“Ciò che i dibattiti sulla libertà di coscienza, sull’eutanasia, sulle cellule staminali e sull’evoluzione hanno in comune è la collisione fra una visione della vita religiosamente ispirata e l’ordinamento dello stato”.
Lo afferma John C. Green, membro del centro di ricerca americano Pew Forum on Religion and Public Health. Negli ultimi anni, infatti, si registra un incremento deciso dei dilemmi etici riguardanti il tema del rifiuto dei trattamenti sanitari, e più precisamente l’equilibrio fra la volontà del paziente nel richiedere o nel rifiutare interventi medici e la volontà dell’operatore sanitario nel somministrare, non somministrare o sospendere i trattamenti in questione (cfr. R. Stein, A Medical Crisis of Conscinece. Faith Driver Some To Refuse Patients Medictin or Care, “The Washington Post”, 16 luglio 2006).
In altri termini: deve prevalere il diritto del paziente a vedere rispettate le sue volontà (ad esempio sul mantenimento in vita a determinate condizioni) – indipendentemente dalle posizioni morali o religiose del medico – oppure bisogna garantire ai sanitari una piena libertà di coscienza nell’assecondare o meno le richieste del paziente?

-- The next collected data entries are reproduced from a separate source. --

use crate::gateway::{Gateway, Vital};
use crate::variant::Variant;

/// Latest vital readings, in percent.
#[derive(Clone, Copy, Debug, PartialEq, Eq)]
pub struct Vitals {
    pub health: u8,
    pub prayer: u8,
}

impl Default for Vitals {
    fn default() -> Self {
        Self {
            health: 100,
            prayer: 100,
        }
    }
}

impl Vitals {
    pub fn read(env: &dyn Gateway) -> Self {
        Self {
            health: env.read_vital(Vital::Health),
            prayer: env.read_vital(Vital::Prayer),
        }
    }
}

/// Run-level flags owned by the driver.
#[derive(Clone, Debug, PartialEq, Eq)]
pub struct RunState {
    pub active: bool,
    pub variant: Variant,
    pub starting_room_confirmed: bool,
    pub vitals: Vitals,
}

impl RunState {
    pub fn new(variant: Variant) -> Self {
        Self {
            active: true,
            variant,
            starting_room_confirmed: false,
            vitals: Vitals::default(),
        }
    }

    pub fn refresh_vitals(&mut self, env: &dyn Gateway) {
        self.vitals = Vitals::read(env);
    }

    /// Clears per-run flags so the next run starts with a fresh entry check.
    pub fn reset_for_new_run(&mut self) {
        self.starting_room_confirmed = false;
    }
}
//! Leaf actions: the units of work the scheduler picks from.
//!
//! Each action runs to completion inside one tick. Missing entities and failed
//! interactions are soft failures: logged, surfaced as status, retried when the
//! scheduler selects the action again. Only an unreachable environment
//! propagates as an error.

mod combat;
mod context;
mod crafting;
mod gathering;
mod idle;
mod inventory;
mod post_encounter;
mod starting_room;
mod traversal;
mod unexpected;

pub use combat::{CombatAction, needed_target, weapon_preference};
pub use context::ActionContext;
pub use crafting::{CRAFTING_STATION, CraftingAction, CraftingPlan, Recipe, recipes_for};
pub use gathering::{GatheringAction, needed_node};
pub use idle::IdleAction;
pub use inventory::{collect_loot, drop_filler, eat_food, drink_potion};
pub use post_encounter::{PostEncounterAction, RestockDecision};
pub use starting_room::{STARTING_ROOM_TIMEOUT_REASON, StartingRoomCheck, in_lobby};
pub use traversal::{TraversalAction, open_passage};
pub use unexpected::{UnexpectedScenario, UnexpectedTrigger};

use crate::boss::BossEncounterAction;
use crate::error::ActionError;
use crate::gateway::Vital;
use crate::ledger::CraftingPhase;

/// The closed set of leaf actions.
#[derive(Clone, Copy, Debug, PartialEq, Eq, Hash, strum::Display, strum::EnumIter)]
pub enum ActionKind {
    Idle,
    StartingRoomCheck,
    Combat,
    Gathering,
    CraftingPhase1,
    CraftingPhase2,
    Traversal,
    BossEncounter,
    PostEncounter,
    UnexpectedScenario,
}

impl ActionKind {
    pub const fn crafting(phase: CraftingPhase) -> Self {
        match phase {
            CraftingPhase::Phase1 => ActionKind::CraftingPhase1,
            CraftingPhase::Phase2 => ActionKind::CraftingPhase2,
        }
    }

    /// Status line published when the scheduler selects this action.
    pub const fn status(self) -> &'static str {
        match self {
            ActionKind::Idle => "Run inactive.",
            ActionKind::StartingRoomCheck => "Checking for the starting room...",
            ActionKind::Combat => "Looking for necessary monsters to kill...",
            ActionKind::Gathering => "Gathering resources...",
            ActionKind::CraftingPhase1 => "Preparing to craft - Phase 1...",
            ActionKind::CraftingPhase2 => "Preparing to craft - Phase 2...",
            ActionKind::Traversal => "Navigating dungeon rooms...",
            ActionKind::BossEncounter => "Fighting the boss...",
            ActionKind::PostEncounter => "Managing post-boss actions...",
            ActionKind::UnexpectedScenario => "Handling post-boss or recovery actions...",
        }
    }
}

/// How an action ended.
#[derive(Clone, Debug, PartialEq, Eq)]
pub enum Outcome {
    Completed,
    /// Nothing changed in the ledger; the scheduler may pick the action again.
    SoftFailure(String),
    /// The run must end. Carries the stop reason.
    Stopped(String),
    /// Run another action within the same tick.
    HandOff(ActionKind),
}

pub trait LeafAction {
    fn execute(&mut self, cx: &mut ActionContext<'_>) -> Result<Outcome, ActionError>;
}

/// One instance of every action. Actions that keep state between ticks (the
/// boss controller) keep it here.
#[derive(Debug, Default)]
pub struct ActionSet {
    pub idle: IdleAction,
    pub starting_room: StartingRoomCheck,
    pub combat: CombatAction,
    pub gathering: GatheringAction,
    pub crafting_phase1: CraftingAction,
    pub crafting_phase2: CraftingAction,
    pub traversal: TraversalAction,
    pub boss: BossEncounterAction,
    pub post_encounter: PostEncounterAction,
    pub unexpected: UnexpectedScenario,
}

impl ActionSet {
    pub fn new() -> Self {
        Self {
            crafting_phase1: CraftingAction::new(CraftingPhase::Phase1),
            crafting_phase2: CraftingAction::new(CraftingPhase::Phase2),
            ..Self::default()
        }
    }

    pub fn get_mut(&mut self, kind: ActionKind) -> &mut dyn LeafAction {
        match kind {
            ActionKind::Idle => &mut self.idle,
            ActionKind::StartingRoomCheck => &mut self.starting_room,
            ActionKind::Combat => &mut self.combat,
            ActionKind::Gathering => &mut self.gathering,
            ActionKind::CraftingPhase1 => &mut self.crafting_phase1,
            ActionKind::CraftingPhase2 => &mut self.crafting_phase2,
            ActionKind::Traversal => &mut self.traversal,
            ActionKind::BossEncounter => &mut self.boss,
            ActionKind::PostEncounter => &mut self.post_encounter,
            ActionKind::UnexpectedScenario => &mut self.unexpected,
        }
    }

    /// Runs one action. A boss encounter left through death, or through the
    /// reset that starts the next run, is dropped so it can never register a
    /// defeat later.
    pub fn execute(
        &mut self,
        kind: ActionKind,
        cx: &mut ActionContext<'_>,
    ) -> Result<Outcome, ActionError> {
        cx.env.connection()?;
        if kind != ActionKind::BossEncounter && cx.env.read_vital(Vital::Health) == 0 {
            self.boss.abandon();
        }
        let outcome = self.get_mut(kind).execute(cx)?;
        if kind == ActionKind::PostEncounter && outcome == Outcome::Completed {
            self.boss.abandon();
        }
        Ok(outcome)
    }
}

L’opinione pubblica americana, invero sorprendentemente, è divisa sul punto: c’è chi sostiene la posizione secondo cui “il paziente viene prima di tutto” – obbligando il medico a prestare la propria opera in favore di ogni cura non illegale richiesta dal malato – e chi invece afferma che “la propria coscienza viene prima di tutto”, e che dunque deve essere possibile per qualsiasi operatore sanitario sottrarsi senza penalizzazioni o discriminazioni di sorta a pratiche che vanno contro i suoi valori personali.

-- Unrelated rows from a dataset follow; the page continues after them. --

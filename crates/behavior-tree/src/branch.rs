//! Guard nodes.
//!
//! A [`Branch`] is the classic guarded branch: a predicate plus one successor
//! for each outcome. A [`Condition`] is a bare predicate, usually placed at
//! the head of a [`crate::Sequence`].

use crate::{Behavior, Status};

type Predicate<C> = Box<dyn Fn(&C) -> bool + Send + Sync>;

/// Evaluates a guard and continues into exactly one of two successors.
///
/// # Semantics
///
/// - `validate(ctx)` is evaluated first and must not mutate the context
/// - if it holds, `on_success` is ticked and its status returned
/// - otherwise `on_failure` is ticked and its status returned
pub struct Branch<C> {
    validate: Predicate<C>,
    on_success: Box<dyn Behavior<C>>,
    on_failure: Box<dyn Behavior<C>>,
}

impl<C> Branch<C> {
    /// Creates a new branch.
    pub fn new(
        validate: impl Fn(&C) -> bool + Send + Sync + 'static,
        on_success: Box<dyn Behavior<C>>,
        on_failure: Box<dyn Behavior<C>>,
    ) -> Self {
        Self {
            validate: Box::new(validate),
            on_success,
            on_failure,
        }
    }

    /// Evaluates only the guard.
    pub fn validate(&self, ctx: &C) -> bool {
        (self.validate)(ctx)
    }
}

impl<C> Behavior<C> for Branch<C> {
    fn tick(&self, ctx: &mut C) -> Status {
        if self.validate(ctx) {
            self.on_success.tick(ctx)
        } else {
            self.on_failure.tick(ctx)
        }
    }
}

/// Succeeds iff its predicate holds. Never touches the context.
pub struct Condition<C> {
    predicate: Predicate<C>,
}

impl<C> Condition<C> {
    pub fn new(predicate: impl Fn(&C) -> bool + Send + Sync + 'static) -> Self {
        Self {
            predicate: Box::new(predicate),
        }
    }
}

impl<C> Behavior<C> for Condition<C> {
    fn tick(&self, ctx: &mut C) -> Status {
        Status::from_bool((self.predicate)(ctx))
    }
}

Nel dibattito americano emerge tuttavia un errore di fondo, che spesso investe entrambe le posizioni, ovvero l’idea della coscienza personale come di un luogo meramente soggettivo in cui l’individuo crea autonomamente i valori – prendendoli eventualmente dalla tradizione religiosa di appartenenza – , e si trova poi ad affrontare il grave problema del conflitto con coloro che, nell’intimo della loro coscienza, hanno stabilito differenti gerarchie valoriali.
I due fronti del dibattito, dunque, riguardano quasi esclusivamente gli spazi di autorità di questa coscienza, oscillando fra il soggettivismo etico-religioso e il costruttivismo ideologico o il formalismo dogmatista.
Di tenore non molto differente è stato il commento del filosofo Galimberti al termine dei lavori dell’ultima assemblea generale della Pontificia Accademia per la Vita, che riguardava per l’appunto il ruolo della coscienza. In un suo articolo apparso sul quotidiano “Repubblica” (26 febbraio 2007), Galimberti osservava: “Ma cos’è questa “coscienza”? E’ la dittatura del principio della soggettività che non si fa carico di alcuna responsabilità collettiva e tanto meno delle conseguenze che ne derivano”. […]
Il testo integrale dell’articolo di Claudia Navarini è stato pubblicato sul sito di Zenit
ogni persona ha il diritto di decidere del proprio corpo e della propria vita, ecco perchè il paziente è quello che deve decidere, perchè è della sua vita che si sta parlando ed è il suo corpo che si sta manipolando, questo i dottori lo devono sapere chiaramente, e il paziente che deve decidere alla fine solo lui.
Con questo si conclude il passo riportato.